Items listed in a dataset:

§ §

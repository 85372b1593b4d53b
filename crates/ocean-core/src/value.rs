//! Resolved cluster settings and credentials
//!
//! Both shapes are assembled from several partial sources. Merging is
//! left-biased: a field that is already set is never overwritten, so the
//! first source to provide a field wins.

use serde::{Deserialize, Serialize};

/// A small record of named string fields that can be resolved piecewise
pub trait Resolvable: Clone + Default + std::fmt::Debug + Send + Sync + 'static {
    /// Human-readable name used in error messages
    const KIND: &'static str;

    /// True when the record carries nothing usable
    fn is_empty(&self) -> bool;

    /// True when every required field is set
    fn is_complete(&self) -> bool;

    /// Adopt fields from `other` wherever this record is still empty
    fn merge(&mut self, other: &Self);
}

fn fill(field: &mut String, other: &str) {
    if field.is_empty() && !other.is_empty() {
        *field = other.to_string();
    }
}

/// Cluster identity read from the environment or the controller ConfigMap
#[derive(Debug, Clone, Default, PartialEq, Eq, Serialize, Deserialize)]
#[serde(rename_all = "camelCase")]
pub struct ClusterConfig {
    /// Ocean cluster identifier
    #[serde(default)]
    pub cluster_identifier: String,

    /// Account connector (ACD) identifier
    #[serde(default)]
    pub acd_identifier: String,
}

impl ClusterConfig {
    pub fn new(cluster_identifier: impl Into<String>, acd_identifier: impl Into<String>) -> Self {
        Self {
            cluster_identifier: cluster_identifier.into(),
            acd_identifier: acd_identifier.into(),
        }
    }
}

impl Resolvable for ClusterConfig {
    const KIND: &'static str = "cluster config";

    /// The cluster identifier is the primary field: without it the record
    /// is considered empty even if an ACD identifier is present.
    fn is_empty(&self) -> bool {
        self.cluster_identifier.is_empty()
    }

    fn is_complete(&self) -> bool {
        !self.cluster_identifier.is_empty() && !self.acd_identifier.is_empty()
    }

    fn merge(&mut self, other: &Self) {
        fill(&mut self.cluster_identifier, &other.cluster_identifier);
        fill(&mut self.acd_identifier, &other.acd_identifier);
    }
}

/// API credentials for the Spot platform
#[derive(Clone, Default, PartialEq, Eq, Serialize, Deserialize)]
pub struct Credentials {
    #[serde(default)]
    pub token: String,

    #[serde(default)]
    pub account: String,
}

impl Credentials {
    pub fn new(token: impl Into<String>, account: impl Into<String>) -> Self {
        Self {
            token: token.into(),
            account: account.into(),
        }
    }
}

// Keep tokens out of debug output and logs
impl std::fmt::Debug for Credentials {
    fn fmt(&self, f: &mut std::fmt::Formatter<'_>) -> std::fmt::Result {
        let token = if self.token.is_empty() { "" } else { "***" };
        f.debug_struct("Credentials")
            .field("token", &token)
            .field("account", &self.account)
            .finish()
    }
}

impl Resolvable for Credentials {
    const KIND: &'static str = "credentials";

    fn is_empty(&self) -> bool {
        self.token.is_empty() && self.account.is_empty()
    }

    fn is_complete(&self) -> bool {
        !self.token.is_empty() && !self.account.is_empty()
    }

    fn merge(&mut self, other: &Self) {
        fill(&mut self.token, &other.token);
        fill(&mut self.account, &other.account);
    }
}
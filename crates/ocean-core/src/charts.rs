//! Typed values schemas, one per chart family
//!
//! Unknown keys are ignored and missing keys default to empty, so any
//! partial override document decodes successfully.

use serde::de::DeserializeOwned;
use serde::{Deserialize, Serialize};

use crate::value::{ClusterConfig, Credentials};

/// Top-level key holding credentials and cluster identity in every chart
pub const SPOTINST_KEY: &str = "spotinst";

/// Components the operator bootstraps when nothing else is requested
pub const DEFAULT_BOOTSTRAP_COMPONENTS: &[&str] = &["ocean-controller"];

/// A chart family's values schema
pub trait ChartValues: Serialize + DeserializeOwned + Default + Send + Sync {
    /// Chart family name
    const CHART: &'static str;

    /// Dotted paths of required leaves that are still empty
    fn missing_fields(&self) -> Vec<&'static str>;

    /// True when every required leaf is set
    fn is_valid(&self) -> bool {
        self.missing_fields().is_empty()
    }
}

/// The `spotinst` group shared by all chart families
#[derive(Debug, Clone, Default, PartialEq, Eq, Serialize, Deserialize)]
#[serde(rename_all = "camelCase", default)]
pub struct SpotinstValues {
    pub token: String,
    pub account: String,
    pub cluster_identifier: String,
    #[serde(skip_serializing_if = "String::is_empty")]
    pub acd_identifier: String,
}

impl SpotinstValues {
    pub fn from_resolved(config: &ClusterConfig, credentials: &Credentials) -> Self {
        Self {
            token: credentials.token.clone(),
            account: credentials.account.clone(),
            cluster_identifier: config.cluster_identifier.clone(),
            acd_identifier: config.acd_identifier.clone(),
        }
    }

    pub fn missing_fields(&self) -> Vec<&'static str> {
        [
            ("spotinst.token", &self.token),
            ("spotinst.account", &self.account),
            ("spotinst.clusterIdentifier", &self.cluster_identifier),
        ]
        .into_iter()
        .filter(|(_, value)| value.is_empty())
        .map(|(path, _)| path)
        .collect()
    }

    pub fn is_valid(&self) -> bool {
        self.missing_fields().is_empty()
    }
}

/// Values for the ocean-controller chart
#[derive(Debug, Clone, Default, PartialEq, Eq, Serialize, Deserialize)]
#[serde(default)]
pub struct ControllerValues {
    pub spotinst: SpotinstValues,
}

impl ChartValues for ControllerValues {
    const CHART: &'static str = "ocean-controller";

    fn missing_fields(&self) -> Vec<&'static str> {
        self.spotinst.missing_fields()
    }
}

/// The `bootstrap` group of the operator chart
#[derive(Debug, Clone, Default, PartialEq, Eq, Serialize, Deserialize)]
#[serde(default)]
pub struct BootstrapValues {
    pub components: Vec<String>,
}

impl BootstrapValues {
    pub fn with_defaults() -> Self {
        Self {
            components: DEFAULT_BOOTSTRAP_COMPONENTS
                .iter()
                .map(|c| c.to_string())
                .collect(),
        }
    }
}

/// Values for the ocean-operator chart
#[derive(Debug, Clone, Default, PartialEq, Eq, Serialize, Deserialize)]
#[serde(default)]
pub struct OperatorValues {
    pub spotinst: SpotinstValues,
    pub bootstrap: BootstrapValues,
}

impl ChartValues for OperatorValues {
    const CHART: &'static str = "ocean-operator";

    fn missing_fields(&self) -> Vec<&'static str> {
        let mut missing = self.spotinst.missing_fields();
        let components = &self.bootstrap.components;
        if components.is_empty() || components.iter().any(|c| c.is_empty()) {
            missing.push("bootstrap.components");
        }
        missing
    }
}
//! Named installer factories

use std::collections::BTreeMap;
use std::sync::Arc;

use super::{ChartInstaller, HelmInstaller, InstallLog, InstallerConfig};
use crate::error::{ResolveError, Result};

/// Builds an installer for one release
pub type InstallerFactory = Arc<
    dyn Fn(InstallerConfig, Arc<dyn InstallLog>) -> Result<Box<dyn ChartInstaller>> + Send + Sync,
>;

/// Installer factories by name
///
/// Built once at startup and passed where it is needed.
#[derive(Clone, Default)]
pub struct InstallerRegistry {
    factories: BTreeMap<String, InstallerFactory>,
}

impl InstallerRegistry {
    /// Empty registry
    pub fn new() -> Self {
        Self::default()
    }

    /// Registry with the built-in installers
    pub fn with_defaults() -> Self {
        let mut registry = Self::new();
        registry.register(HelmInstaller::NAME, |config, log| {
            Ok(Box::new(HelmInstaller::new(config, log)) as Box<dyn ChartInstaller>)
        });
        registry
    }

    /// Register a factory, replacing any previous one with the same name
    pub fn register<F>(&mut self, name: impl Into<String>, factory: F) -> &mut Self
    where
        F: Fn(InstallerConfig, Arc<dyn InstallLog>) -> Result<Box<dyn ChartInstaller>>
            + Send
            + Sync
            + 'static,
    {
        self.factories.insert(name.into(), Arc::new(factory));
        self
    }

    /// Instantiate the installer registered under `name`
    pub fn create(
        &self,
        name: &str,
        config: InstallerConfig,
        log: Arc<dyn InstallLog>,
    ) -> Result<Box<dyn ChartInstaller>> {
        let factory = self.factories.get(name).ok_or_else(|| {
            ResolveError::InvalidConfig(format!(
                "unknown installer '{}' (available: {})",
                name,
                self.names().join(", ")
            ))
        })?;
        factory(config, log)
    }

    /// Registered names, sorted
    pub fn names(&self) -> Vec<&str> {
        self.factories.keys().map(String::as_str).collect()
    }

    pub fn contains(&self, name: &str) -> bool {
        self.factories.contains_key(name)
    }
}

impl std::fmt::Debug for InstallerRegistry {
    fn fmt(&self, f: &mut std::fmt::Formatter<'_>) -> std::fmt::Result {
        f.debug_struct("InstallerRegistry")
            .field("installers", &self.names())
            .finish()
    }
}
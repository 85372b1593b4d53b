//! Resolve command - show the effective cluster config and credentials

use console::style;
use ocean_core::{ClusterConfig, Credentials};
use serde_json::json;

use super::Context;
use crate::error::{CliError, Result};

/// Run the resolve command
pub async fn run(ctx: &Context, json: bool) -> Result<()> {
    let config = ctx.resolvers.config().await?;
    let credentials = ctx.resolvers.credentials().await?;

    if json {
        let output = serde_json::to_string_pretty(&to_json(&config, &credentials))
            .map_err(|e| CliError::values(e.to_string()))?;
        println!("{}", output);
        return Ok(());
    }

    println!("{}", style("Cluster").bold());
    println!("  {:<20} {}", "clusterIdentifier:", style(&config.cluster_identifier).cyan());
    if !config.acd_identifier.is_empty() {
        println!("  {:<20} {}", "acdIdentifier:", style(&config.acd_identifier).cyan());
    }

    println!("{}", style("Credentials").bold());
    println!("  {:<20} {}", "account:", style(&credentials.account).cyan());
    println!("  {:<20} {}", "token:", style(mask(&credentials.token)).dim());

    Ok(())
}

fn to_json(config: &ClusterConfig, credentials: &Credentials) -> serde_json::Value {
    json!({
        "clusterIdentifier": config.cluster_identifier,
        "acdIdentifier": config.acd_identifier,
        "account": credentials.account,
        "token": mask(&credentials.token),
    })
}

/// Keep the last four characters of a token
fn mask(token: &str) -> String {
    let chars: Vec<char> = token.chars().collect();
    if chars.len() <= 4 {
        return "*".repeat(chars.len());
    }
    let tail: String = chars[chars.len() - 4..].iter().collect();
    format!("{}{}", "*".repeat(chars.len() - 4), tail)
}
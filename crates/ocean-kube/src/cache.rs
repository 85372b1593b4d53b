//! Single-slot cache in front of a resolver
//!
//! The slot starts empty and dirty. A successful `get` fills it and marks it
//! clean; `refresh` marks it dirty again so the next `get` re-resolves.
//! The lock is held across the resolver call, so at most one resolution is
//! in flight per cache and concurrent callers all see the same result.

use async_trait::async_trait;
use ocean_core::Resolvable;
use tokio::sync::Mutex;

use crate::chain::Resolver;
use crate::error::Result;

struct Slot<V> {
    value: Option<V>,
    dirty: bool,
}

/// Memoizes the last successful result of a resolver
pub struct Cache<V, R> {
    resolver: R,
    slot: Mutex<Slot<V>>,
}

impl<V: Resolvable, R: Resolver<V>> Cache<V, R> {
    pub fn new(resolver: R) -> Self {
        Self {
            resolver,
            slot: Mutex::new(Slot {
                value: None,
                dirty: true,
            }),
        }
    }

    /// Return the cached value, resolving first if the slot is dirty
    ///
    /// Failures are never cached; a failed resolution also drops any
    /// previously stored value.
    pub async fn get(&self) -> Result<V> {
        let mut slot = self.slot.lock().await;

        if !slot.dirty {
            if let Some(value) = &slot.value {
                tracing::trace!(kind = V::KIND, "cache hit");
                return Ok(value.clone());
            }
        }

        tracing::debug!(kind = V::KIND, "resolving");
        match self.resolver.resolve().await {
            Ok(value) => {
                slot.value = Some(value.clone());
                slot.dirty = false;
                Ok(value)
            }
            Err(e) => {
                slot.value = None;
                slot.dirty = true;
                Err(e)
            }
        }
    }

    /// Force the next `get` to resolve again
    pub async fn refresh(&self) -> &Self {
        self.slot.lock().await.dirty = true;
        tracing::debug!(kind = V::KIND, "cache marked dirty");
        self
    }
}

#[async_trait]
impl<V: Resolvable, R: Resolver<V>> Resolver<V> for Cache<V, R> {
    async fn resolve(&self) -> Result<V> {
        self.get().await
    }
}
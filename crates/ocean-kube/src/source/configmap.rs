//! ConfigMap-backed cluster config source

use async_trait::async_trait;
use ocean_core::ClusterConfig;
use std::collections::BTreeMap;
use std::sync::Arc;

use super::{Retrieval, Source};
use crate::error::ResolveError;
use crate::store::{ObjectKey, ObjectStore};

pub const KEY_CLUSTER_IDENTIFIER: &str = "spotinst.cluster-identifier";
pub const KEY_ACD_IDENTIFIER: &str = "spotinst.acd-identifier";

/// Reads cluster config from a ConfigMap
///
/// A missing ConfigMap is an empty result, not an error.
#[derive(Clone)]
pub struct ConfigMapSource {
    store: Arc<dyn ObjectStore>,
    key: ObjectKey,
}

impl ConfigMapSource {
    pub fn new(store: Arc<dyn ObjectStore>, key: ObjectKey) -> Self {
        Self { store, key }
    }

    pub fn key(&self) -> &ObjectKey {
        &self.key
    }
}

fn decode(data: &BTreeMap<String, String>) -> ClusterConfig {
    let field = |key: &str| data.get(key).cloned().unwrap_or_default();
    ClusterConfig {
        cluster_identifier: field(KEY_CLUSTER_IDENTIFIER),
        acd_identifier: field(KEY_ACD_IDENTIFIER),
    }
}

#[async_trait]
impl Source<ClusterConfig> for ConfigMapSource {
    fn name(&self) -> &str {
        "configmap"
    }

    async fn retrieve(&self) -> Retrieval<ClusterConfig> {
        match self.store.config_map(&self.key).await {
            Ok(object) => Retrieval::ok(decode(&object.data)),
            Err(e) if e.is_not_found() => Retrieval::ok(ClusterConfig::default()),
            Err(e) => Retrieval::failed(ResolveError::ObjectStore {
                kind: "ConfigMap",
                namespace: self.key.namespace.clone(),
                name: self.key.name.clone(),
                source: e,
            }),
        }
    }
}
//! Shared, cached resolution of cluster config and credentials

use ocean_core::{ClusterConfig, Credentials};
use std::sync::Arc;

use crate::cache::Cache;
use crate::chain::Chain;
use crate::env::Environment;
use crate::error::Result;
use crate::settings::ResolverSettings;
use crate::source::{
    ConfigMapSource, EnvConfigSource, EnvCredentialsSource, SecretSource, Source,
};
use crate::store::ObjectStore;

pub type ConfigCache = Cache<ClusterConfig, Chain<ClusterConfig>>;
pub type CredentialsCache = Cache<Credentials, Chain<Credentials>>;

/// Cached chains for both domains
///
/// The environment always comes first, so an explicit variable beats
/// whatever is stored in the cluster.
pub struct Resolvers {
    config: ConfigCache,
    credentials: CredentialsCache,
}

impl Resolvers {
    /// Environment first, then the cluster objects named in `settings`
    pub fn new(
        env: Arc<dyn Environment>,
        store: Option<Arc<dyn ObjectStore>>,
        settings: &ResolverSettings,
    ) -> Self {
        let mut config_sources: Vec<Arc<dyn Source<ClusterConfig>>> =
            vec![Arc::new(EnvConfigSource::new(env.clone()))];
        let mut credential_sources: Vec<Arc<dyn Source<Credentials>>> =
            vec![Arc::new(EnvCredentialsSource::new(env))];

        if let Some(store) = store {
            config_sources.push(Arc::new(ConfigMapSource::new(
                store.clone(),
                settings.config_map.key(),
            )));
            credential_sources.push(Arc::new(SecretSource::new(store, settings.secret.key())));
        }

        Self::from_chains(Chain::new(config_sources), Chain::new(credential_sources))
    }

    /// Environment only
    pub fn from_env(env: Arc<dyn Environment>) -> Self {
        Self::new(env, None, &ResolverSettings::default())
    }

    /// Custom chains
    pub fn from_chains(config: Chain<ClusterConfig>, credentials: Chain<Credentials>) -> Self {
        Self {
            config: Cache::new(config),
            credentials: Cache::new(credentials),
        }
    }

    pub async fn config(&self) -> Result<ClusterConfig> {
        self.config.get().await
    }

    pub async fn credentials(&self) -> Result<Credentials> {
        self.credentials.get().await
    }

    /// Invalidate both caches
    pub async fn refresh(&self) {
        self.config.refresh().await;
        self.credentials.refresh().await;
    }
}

§ §

**WORK REQUIRED**
Gather each line in these records that contains the string "command".

**YOUR RESPONSE**
//! Resolve command - show the effective cluster config and credentials
/// Run the resolve command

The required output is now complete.